There are two types of numbers, mostly — Prime numbers and composite numbers, depending on the number of factors.

A prime number is a natural number that is divisible only by 1 and itself. For example, 3 is a prime number because it is divisible by 1 and itself.

A composite number is a positive number that is divisible by more than two numbers. For example, 6 is divisible by 1, 2, 3, and 6, making it a composite number.

Prime numbers follow a few properties like:

Prime numbers are positive numbers always greater than 1.

2 is the only even prime number.

They have only two factors: 1 and the number itself.

Any two distinct prime numbers are co-prime numbers because they have only one common factor that is 1. Since 2003 has only two factors, it is a prime number.

The characteristic of a prime number is that it has only two divisors: 1 and itself. Since 2003 has only two factors, it is a prime number. Few methods are used to distinguish between prime and composite numbers. A few methods are:

• Counting Divisors Method

• Divisibility Test

• Prime Number Chart

• Prime Factorization

The method in which we count the number of divisors to categorize the numbers as prime or composite is called the counting divisors method. Based on the count of the divisors, we categorize prime and composite numbers.

If there is a total count of only 2 divisors, then the number would be prime.

If the count is more than 2, then the number is composite. Let’s check whether 2003 is prime or composite.

Step 1: All numbers are divisible by 1 and itself.

Step 2: Check divisibility by any prime numbers less than the square root of 2003 (approximately 44.7).

Step 3: 2003 is not divisible by any prime number less than 44.7. Since 2003 has only 2 divisors, it is a prime number.

We use a set of rules, to check whether a number is divisible by another number completely or not. It is called the Divisibility Test Method.

Divisibility by 2: 2003 is odd, so it is not divisible by 2.

Divisibility by 3: The sum of the digits in 2003 is 5. Since 5 is not divisible by 3, 2003 is not divisible by 3.

Divisibility by 5: The unit’s place digit is 3. Therefore, 2003 is not divisible by 5.

Divisibility by 7, 11, and other primes up to 44: 2003 is not divisible by any of these primes. Since 2003 is not divisible by any number other than 1 and itself, it is a prime number.

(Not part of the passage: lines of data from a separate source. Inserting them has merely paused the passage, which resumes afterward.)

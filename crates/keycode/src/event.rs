use crate::{Modifier, is_modifier_key};

/// A raw key-down event as delivered by the UI layer.
#[derive(Clone, Debug, Default, Eq, PartialEq)]
pub struct KeyEvent {
    /// Key name (web `KeyboardEvent.key` vocabulary, any case).
    pub key: String,
    /// Control held.
    pub ctrl: bool,
    /// Alt/Option held.
    pub alt: bool,
    /// Shift held.
    pub shift: bool,
    /// Meta/Command/Super held.
    pub meta: bool,
}

impl KeyEvent {
    /// A key press with no modifiers held.
    pub fn new(key: impl Into<String>) -> Self {
        Self {
            key: key.into(),
            ..Self::default()
        }
    }

    /// Builder-style helper marking `m` as held.
    pub fn with(mut self, m: Modifier) -> Self {
        match m {
            Modifier::Control => self.ctrl = true,
            Modifier::Alt => self.alt = true,
            Modifier::Shift => self.shift = true,
            Modifier::Meta => self.meta = true,
        }
        self
    }

    /// Modifiers held during this event, in canonical order.
    pub fn held_modifiers(&self) -> Vec<Modifier> {
        Modifier::ALL
            .into_iter()
            .filter(|m| match m {
                Modifier::Control => self.ctrl,
                Modifier::Alt => self.alt,
                Modifier::Shift => self.shift,
                Modifier::Meta => self.meta,
            })
            .collect()
    }

    /// True when the pressed key is itself a modifier.
    pub fn is_modifier(&self) -> bool {
        is_modifier_key(&self.key)
    }

    /// The pressed key in normalized spec form.
    pub fn key_spec(&self) -> String {
        normalize_key(&self.key)
    }
}

/// Normalize a key name to its stored form: lower-cased, with the literal
/// space character spelled out.
pub fn normalize_key(key: &str) -> String {
    if key == " " {
        return "space".to_string();
    }
    match key.trim().to_lowercase().as_str() {
        "spacebar" => "space".to_string(),
        other => other.to_string(),
    }
}
//! Keyed one-shot timers with cancellation.
//!
//! Each id owns at most one pending timer. Starting a timer for an id that is
//! already pending cancels the old one first; a generation number recorded at
//! start time guarantees a superseded timer never fires, even when its sleep
//! completed concurrently with the restart.

use std::{
    collections::HashMap,
    future::Future,
    sync::{
        Arc,
        atomic::{AtomicU64, Ordering},
    },
    time::Duration,
};

use parking_lot::Mutex;
use tokio::time::{self, Instant};
use tokio_util::sync::CancellationToken;
use tracing::trace;

struct TimerEntry {
    token: CancellationToken,
    generation: u64,
}

/// One-shot timer registry: runs a future once after a delay unless stopped.
#[derive(Clone, Default)]
pub struct Timers {
    entries: Arc<Mutex<HashMap<String, TimerEntry>>>,
    next_generation: Arc<AtomicU64>,
}

impl Timers {
    pub fn new() -> Self {
        Self::default()
    }

    /// Check if a timer is pending for the given id.
    pub fn is_active(&self, id: &str) -> bool {
        self.entries.lock().contains_key(id)
    }

    /// Start or replace the timer for `id`; `on_fire` runs once `delay` has
    /// elapsed, unless the timer is stopped or replaced before then.
    pub fn start<F>(&self, id: &str, delay: Duration, on_fire: F)
    where
        F: Future<Output = ()> + Send + 'static,
    {
        let deadline = Instant::now() + delay;
        let token = CancellationToken::new();
        let cancel = token.clone();
        let generation = self.next_generation.fetch_add(1, Ordering::Relaxed);

        {
            let mut map = self.entries.lock();
            if let Some(old) = map.insert(id.to_string(), TimerEntry { token, generation }) {
                old.token.cancel();
                trace!(timer = %id, "timer_replaced");
            }
        }

        let entries = self.entries.clone();
        let id = id.to_string();
        tokio::spawn(async move {
            trace!(timer = %id, delay_ms = delay.as_millis() as u64, "timer_start");
            tokio::select! {
                _ = time::sleep_until(deadline) => {}
                _ = cancel.cancelled() => {
                    trace!(timer = %id, "timer_cancelled");
                    return;
                }
            }

            // Claim the entry; a restart that raced the sleep wins.
            {
                let mut map = entries.lock();
                match map.get(&id) {
                    Some(e) if e.generation == generation => {
                        map.remove(&id);
                    }
                    _ => return,
                }
            }
            trace!(timer = %id, "timer_fire");
            on_fire.await;
        });
    }

    /// Stop the timer for `id` if pending.
    pub fn stop(&self, id: &str) {
        if let Some(entry) = self.entries.lock().remove(id) {
            entry.token.cancel();
            trace!(timer = %id, "timer_stop");
        }
    }

    /// Stop every pending timer.
    pub fn clear(&self) {
        let drained: Vec<TimerEntry> = self.entries.lock().drain().map(|(_, e)| e).collect();
        for e in drained {
            e.token.cancel();
        }
        trace!("timer_clear");
    }
}

#[cfg(test)]
mod tests {
    use std::sync::atomic::AtomicUsize;

    use super::*;

    fn bump(hits: &Arc<AtomicUsize>) -> impl Future<Output = ()> + Send + 'static {
        let hits = hits.clone();
        async move {
            hits.fetch_add(1, Ordering::SeqCst);
        }
    }

    #[tokio::test(start_paused = true)]
    async fn fires_once_after_delay() {
        let timers = Timers::new();
        let hits = Arc::new(AtomicUsize::new(0));
        timers.start("a", Duration::from_millis(100), bump(&hits));
        assert!(timers.is_active("a"));

        time::sleep(Duration::from_millis(99)).await;
        assert_eq!(hits.load(Ordering::SeqCst), 0);
        time::sleep(Duration::from_millis(2)).await;
        assert_eq!(hits.load(Ordering::SeqCst), 1);
        assert!(!timers.is_active("a"));
    }

    #[tokio::test(start_paused = true)]
    async fn restart_supersedes_previous() {
        let timers = Timers::new();
        let hits = Arc::new(AtomicUsize::new(0));
        timers.start("a", Duration::from_millis(100), bump(&hits));
        time::sleep(Duration::from_millis(60)).await;
        timers.start("a", Duration::from_millis(100), bump(&hits));

        time::sleep(Duration::from_millis(60)).await;
        assert_eq!(hits.load(Ordering::SeqCst), 0);
        time::sleep(Duration::from_millis(50)).await;
        assert_eq!(hits.load(Ordering::SeqCst), 1);
    }

    #[tokio::test(start_paused = true)]
    async fn stop_and_clear_cancel() {
        let timers = Timers::new();
        let hits = Arc::new(AtomicUsize::new(0));
        timers.start("a", Duration::from_millis(10), bump(&hits));
        timers.start("b", Duration::from_millis(10), bump(&hits));
        timers.start("c", Duration::from_millis(10), bump(&hits));
        timers.stop("a");
        assert!(!timers.is_active("a"));
        timers.clear();
        assert!(!timers.is_active("b"));

        time::sleep(Duration::from_millis(50)).await;
        assert_eq!(hits.load(Ordering::SeqCst), 0);
    }
}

The prime number chart is a tool created by using a method called “The Sieve of Eratosthenes.” In this method, we follow the following steps:

Step 1: Write numbers in a grid format (for instance, 1 to 100 in 10 rows and 10 columns).

Step 2: Leave 1 without coloring or crossing, as it is neither prime nor composite.

Step 3: Mark 2 because it is a prime number and cross out all the multiples of 2.

Step 4: Mark 3 because it is a prime number and cross out all the multiples of 3.

Step 5: Repeat this process until you reach the desired range. Through this process, prime numbers can be identified. Since 2003 is not divisible by any prime number up to its square root, it is a prime number.

Prime factorization is a process of breaking down a number into prime factors. Then multiply those factors to obtain the original number.

Step 1: Attempt to divide 2003 by the smallest prime, which is 2. 2003 is odd, so not divisible by 2.

Step 2: Continue testing divisibility with subsequent primes up to the square root of 2003 (approximately 44.7).

Step 3: 2003 is not divisible by any of these primes. Therefore, 2003 cannot be broken down into smaller prime factors, indicating that it is itself a prime number.

• Prime numbers: Natural numbers greater than 1 that have no divisors other than 1 and itself.

• Composite numbers: Natural numbers greater than 1 that are divisible by more than two numbers.

• Divisibility test: A method used to determine whether one number is divisible by another.

• Sieve of Eratosthenes: An ancient algorithm used to find all prime numbers up to a specified integer.

• Factors: Numbers that divide the given number exactly without leaving a remainder.